The concept is called Ikigai, and it is a Japanese term that roughly translates to “reason for being.” I was immediately intrigued and set about learning everything I could about this framework and how it applies to my life. What I discovered helped to bring into focus a “theory of everything” that I’ve struggled for years to articulate on my own. What is Ikigai? Ikigai (pronounced “eye-ka-guy”) is, above all else, a lifestyle that strives to balance the practical, theoretical, pysical and the spiritual. This balance is found at the intersection where your passions and talents converge with the things that the world needs and is willing to pay for.
For as long as I can remember, I’ve felt a certain existential frustration that stemmed from the conflicting desires. One one hand, I wanted to live a life of meaning and consequence. On the other, I wanted to enjoy the lifestyle that came along with money.
The result was an infuriating struggle between the things that made money and the things I truly cared about. I set out to solve this with a concept I called “Habitual Entrepreneurship,” which tried to find the right balance between these seemingly conflicting goals. However, I always felt it was missing a certain something that I could never put my finger on. I now believe that Ikigai is the refined version of the concept I was looking for. It is, simply put, your reason for getting out of bed every morning.
Discovering your Ikigai, One of the many mistakes I’ve made in my life was believing that money led to fulfillment. That’s largely why I went into information technology and management in the first place. When I think back on those days, I can’t help but think of the James Taylor lyric “you can play the game and you can act out the part,even though you know it wasn’t written for you.” It never felt right, but I thought that if I had money, then I could have an impact on the world. What I learned, however, is that form follows intent. To discover you Ikigai, you must first find what you’re most passionate about. Then, you find the medium through which you can express that passion. Steve Jobs is a fantastic example of this idea. It’s easy to think of Jobs as a titan of technology, but that would be inaccurate. Jobs was a lover of fine craftsmanship, first and foremost.
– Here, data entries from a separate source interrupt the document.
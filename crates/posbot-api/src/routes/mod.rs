//! HTTP 라우트.

pub mod webhook;

pub use webhook::webhook_router;
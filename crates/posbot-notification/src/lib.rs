//! # PosBot Notification
//!
//! 텔레그램 메시지 전송 및 리포트 포맷팅.
//!
//! - `MessageSender` trait: 아웃바운드 메시지 전송 seam
//! - `TelegramSender`: sendMessage API 호출 (타임아웃 + 제한된 재시도)
//! - `report`: 포지션/주문 스냅샷을 텍스트 리포트로 변환하는 순수 함수

pub mod report;
pub mod telegram;
pub mod types;

pub use report::{format_help, format_status};
pub use telegram::{TelegramConfig, TelegramSender};
pub use types::*;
Whether it was a matter of collecting handmade Japanese tea cups or obsessing over design details of various products, he wrapped himself in his passion for finely made items. Apple and Pixar were merely his chosen mediums of expression. This is something that I can relate to. I’d be lying if I said that I always cared deeply about technology. Truth be told, those things are not particularly meaningful to me in and of themselves. What I am passionate about is being real, the truth, and helping people live up to their highest potential in life.
My company Efficiently You is simply the vehicle through which I can take these passions, apply them to the things that the world needs, and make a profit in the process. In other words, Efficiently You is my Ikigai. A transformative realization. This is not to say that work is the most important thing in my life. That honor falls to my family. While I’m far from perfect, I strive to make sure that they are the center of my life.
However, there’s a difference between the things that are important in your life and your life’s work. Ikigai is about finding joy, fulfillment, and balance in the daily routine of life. It’s all too easy to fall victim to siloed thinking, that our job, family, passions, and desires are all separate and unrelated aspects of our lives. The fundamental truth of Ikigai is that nothing is unbalanced. Everything is connected and habitual.
This realization has changed my outlook for the better. Whether you call it Ikigai or Habitual Entrepreneurship, the truth remains. It is possible to be true to your passions, live a life of consequence, and still use business as a medium of expression. At the intersection of all of this are feelings of peace and lasting happiness that can sustain us throughout our entire lives.